The classification loss function is formula (5)

Wherein i and k are indexes of the monitoring point set and indexes of monitoring points in the monitoring point set respectively;

loss_i,kas a monitoring point

The loss of classification of (a) is,

is acted on using sigmoid function

Monitoring point of network prediction obtained by j-th dimension calculation of output

The probability in the adjacent area of the jth gold standard identification point defines the monitoring point matched with at least one gold standard identification point as a positive sample, the monitoring point not matched with any gold standard identification point as a negative sample, N_pIs the number of positive samples, N_eThe number of negative samples;

according to loss_i,kSorting the negative samples and selecting the loss_i,kThe largest first few negative samples calculate the classification loss and ensure that the number of negative samples participating in the calculation is not more than three times the number of positive samples.
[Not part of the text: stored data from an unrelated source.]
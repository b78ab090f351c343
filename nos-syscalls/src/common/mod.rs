//! Common system call utilities
//!
//! Copying strings, argument vectors and status words between the kernel and
//! a caller's address space.

use alloc::string::String;
use alloc::vec::Vec;

use core::mem::size_of;

use nos_api::memory::read_user_word;
use nos_api::{AddressSpace, Error, ExitStatus, Result, VirtAddr};

/// Copies a NUL-terminated string in from user memory
///
/// `max` bounds the string including its terminator.
pub fn copy_in_string(space: &dyn AddressSpace, addr: VirtAddr, max: usize) -> Result<String> {
    if addr == 0 {
        return Err(Error::BadAddress);
    }
    let mut bytes = Vec::new();
    loop {
        if bytes.len() >= max {
            return Err(Error::NameTooLong);
        }
        let at = addr.checked_add(bytes.len()).ok_or(Error::BadAddress)?;
        let mut byte = [0u8; 1];
        space.copy_in(&mut byte, at)?;
        if byte[0] == 0 {
            break;
        }
        bytes.push(byte[0]);
    }
    String::from_utf8(bytes).map_err(|_| Error::InvalidInput)
}

/// Copies a NULL-terminated `argv` array in from user memory
///
/// A null `argv` is an empty argument list. At most `max_args` strings are
/// accepted, with at most `arg_max` bytes between them counting terminators.
pub fn copy_in_argv(
    space: &dyn AddressSpace,
    argv: VirtAddr,
    max_args: usize,
    arg_max: usize,
) -> Result<Vec<String>> {
    let mut args = Vec::new();
    if argv == 0 {
        return Ok(args);
    }

    let mut total = 0;
    loop {
        let slot = args
            .len()
            .checked_mul(size_of::<usize>())
            .and_then(|offset| argv.checked_add(offset))
            .ok_or(Error::BadAddress)?;
        let ptr = read_user_word(space, slot)?;
        if ptr == 0 {
            break;
        }
        if args.len() == max_args {
            return Err(Error::ArgumentListTooLong);
        }
        let arg = copy_in_string(space, ptr, arg_max - total).map_err(|err| match err {
            Error::NameTooLong => Error::ArgumentListTooLong,
            other => other,
        })?;
        total += arg.len() + 1;
        args.push(arg);
    }
    Ok(args)
}

/// Copies an encoded wait status out to user memory
pub fn copy_out_status(space: &dyn AddressSpace, addr: VirtAddr, status: ExitStatus) -> Result<()> {
    space.copy_out(addr, &status.raw().to_ne_bytes())
}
The regression loss function is formula (6):

is a monitoring point predicted by the network

Offset from the jth target mark point of

An output of (d);

corresponding gold standard.

Fig. 2 is a schematic diagram of a simple matching result between the monitoring point and the target identification point. The training method is described in detail below.

In the network training stage, the monitoring points need to be matched with the gold standard in the training data, and the network is trained according to the matching result.

In order to solve the two problems, a multi-label matching strategy (M L M) is provided, each monitoring point is matched with a plurality of identification points, the identification points are matched with the monitoring points as long as the monitoring points are adjacent to a certain identification point, the position of the identification point matched with the monitoring point is predicted by using the characteristics of each monitoring point, and the positioning problem of the identification points in the point cloud is converted into a multi-label prediction and regression problem.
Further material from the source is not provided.